Readers are allowed to take as many books as they like, and return them whenever they please. According to Hernando, “The only rule is that there are no rules.”

hernando-guanlao2

Hernando started this unique initiative in the year 2000, as a ‘reading corner’ stacked with his own childhood books. You’d expect all his books to have disappeared in no time, but he actually ended up gathering more books, and the corner slowly evolved into an informal library with thousands of titles. He regularly receives donations of large boxes filled with books, without him even needing to ask. Every inch of his home is covered with books that he gives away for free, but more books always seem to make their way to his place.

hernando-guanlao

According to Al Jazeera reporter Marga Ortigas, Manila has about 50 public libraries, but they aren’t easily accessible to everyone. “There are fees to be paid and strict rules to comply with before a library card is issued,” she said. “None of that applies here.” So Hernando’s reading corner plays an important role in the lives of children like 14-year-old Stella Monsanto, whose parents can no longer afford to send her to school. She helps her family earn a living by scavenging rubbish, and spends her free time reading books from the library.

hernando-guanlao3

“When you read, you forget time,” she said. “Because the pages take you away. And you can learn about other things through these books.”

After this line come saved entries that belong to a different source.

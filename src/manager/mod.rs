//! Storage contract shared by every backend.

mod discovery;
mod memory;
mod postgres;
mod relational;

pub use discovery::discover_fields;
pub use memory::{MemoryBackend, MemoryManager};
pub use postgres::{PostgresBackend, PostgresManager};
pub use relational::{QueryBuilder, SqlExpr};

use crate::config::{ModelDefinition, ResourceConfig};
use crate::error::{ApiError, ConfigError};
use crate::fields::Field;
use crate::filters::{Condition, FilterTable, Sort};
use crate::pagination::Pagination;
use crate::schema::FieldSet;
use crate::signals::Signals;
use crate::Item;
use async_trait::async_trait;
use serde_json::{json, Map, Value};
use std::sync::Arc;

/// What a manager knows about the resource it serves.
#[derive(Clone, Debug)]
pub struct ManagerContext {
    pub resource: String,
    pub id_attribute: String,
    pub signals: Arc<Signals>,
}

/// CRUD, query and relation operations of one resource against its store.
///
/// `create`/`update` take a `commit` flag; with `false` the write is buffered
/// (or kept in the open transaction) until `commit()`. Buffers and transactions
/// belong to one session, see [`Manager::session`].
#[async_trait]
pub trait Manager: Send + Sync {
    fn context(&self) -> &ManagerContext;

    /// A handle over the same store with its own pending writes and transaction.
    /// Each request works through its own session.
    fn session(self: Arc<Self>) -> Arc<dyn Manager>;

    fn resource_name(&self) -> &str {
        &self.context().resource
    }

    fn id_attribute(&self) -> &str {
        &self.context().id_attribute
    }

    fn filter_table(&self) -> FilterTable {
        FilterTable::standard()
    }

    fn is_sortable_field(&self, field: &Field) -> bool {
        field.is_scalar()
    }

    async fn instances(&self, where_: &[Condition], sort: &[Sort]) -> Result<Vec<Item>, ApiError>;

    async fn paginated_instances(
        &self,
        page: u64,
        per_page: u64,
        where_: &[Condition],
        sort: &[Sort],
    ) -> Result<Pagination, ApiError> {
        let items = self.instances(where_, sort).await?;
        Ok(Pagination::from_list(items, page, per_page))
    }

    async fn first(&self, where_: &[Condition], sort: &[Sort]) -> Result<Item, ApiError> {
        self.instances(where_, sort)
            .await?
            .into_iter()
            .next()
            .ok_or_else(|| ApiError::not_found_where(self.resource_name(), where_json(where_)))
    }

    async fn read(&self, id: &Value) -> Result<Item, ApiError>;

    async fn create(&self, properties: Item, commit: bool) -> Result<Item, ApiError>;

    async fn update(&self, item: &Item, changes: Item, commit: bool) -> Result<Item, ApiError>;

    async fn delete(&self, item: &Item) -> Result<(), ApiError>;

    async fn delete_by_id(&self, id: &Value) -> Result<(), ApiError> {
        let item = self.read(id).await?;
        self.delete(&item).await
    }

    async fn relation_instances(
        &self,
        item: &Item,
        attribute: &str,
        target: &dyn Manager,
        page: u64,
        per_page: u64,
    ) -> Result<Pagination, ApiError>;

    async fn relation_add(
        &self,
        item: &Item,
        attribute: &str,
        target: &dyn Manager,
        target_item: &Item,
    ) -> Result<(), ApiError>;

    /// Removing an item that is not a member is a no-op.
    async fn relation_remove(
        &self,
        item: &Item,
        attribute: &str,
        target: &dyn Manager,
        target_item: &Item,
    ) -> Result<(), ApiError>;

    async fn begin(&self) -> Result<(), ApiError> {
        Ok(())
    }

    async fn commit(&self) -> Result<(), ApiError>;
}

/// Builds the manager of one resource; selected per resource by configuration.
pub trait ManagerFactory: Send + Sync {
    /// Backend model whose columns are discovered as fields.
    fn model(&self) -> Option<&ModelDefinition> {
        None
    }

    /// Fields derived from the backend model, merged under the explicit declarations.
    fn discover(&self, config: &ResourceConfig, explicit: &FieldSet) -> Result<FieldSet, ConfigError> {
        match self.model() {
            Some(model) => discover_fields(model, config, explicit),
            None => Ok(explicit.clone()),
        }
    }

    fn build(&self, context: ManagerContext) -> Result<Arc<dyn Manager>, ConfigError>;
}

/// `where` clause echoed in not-found errors: `{attribute: value}` or `{attribute: {"$op": value}}`.
pub fn where_json(conditions: &[Condition]) -> Value {
    let mut out = Map::new();
    for condition in conditions {
        let value = match &condition.filter.name {
            None => condition.value.clone(),
            Some(name) => json!({ format!("${}", name): condition.value }),
        };
        out.insert(condition.attribute.clone(), value);
    }
    Value::Object(out)
}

Hernando is interested in expanding the concept of his library outside of Manila as well. In 2012, The BBC reported that he’d given several boxes of books to a man who was trying to set up something similar in Bicol province. He also helped a friend who wanted to set up a “book boat” library to serve the islands of Sulu and Basilan.

 

“You don’t do justice to these books if you put them in a cabinet or a box,” he said. “A book should be used and reused. It has life, it has a message. As a book caretaker, you become a full man.”

Hernando Guanlao’s efforts to improve poor children’s education remind us of other extraordinary individuals that we’ve featured on OC this year, like Kamal Parmar, an Indian factory worker who has set up an outdoor school for slum kids in Ahmedabad, or Saber Hosseini, the Afghan teacher who turned his bicycle into a mobile library and delivers books to kids in remote villages.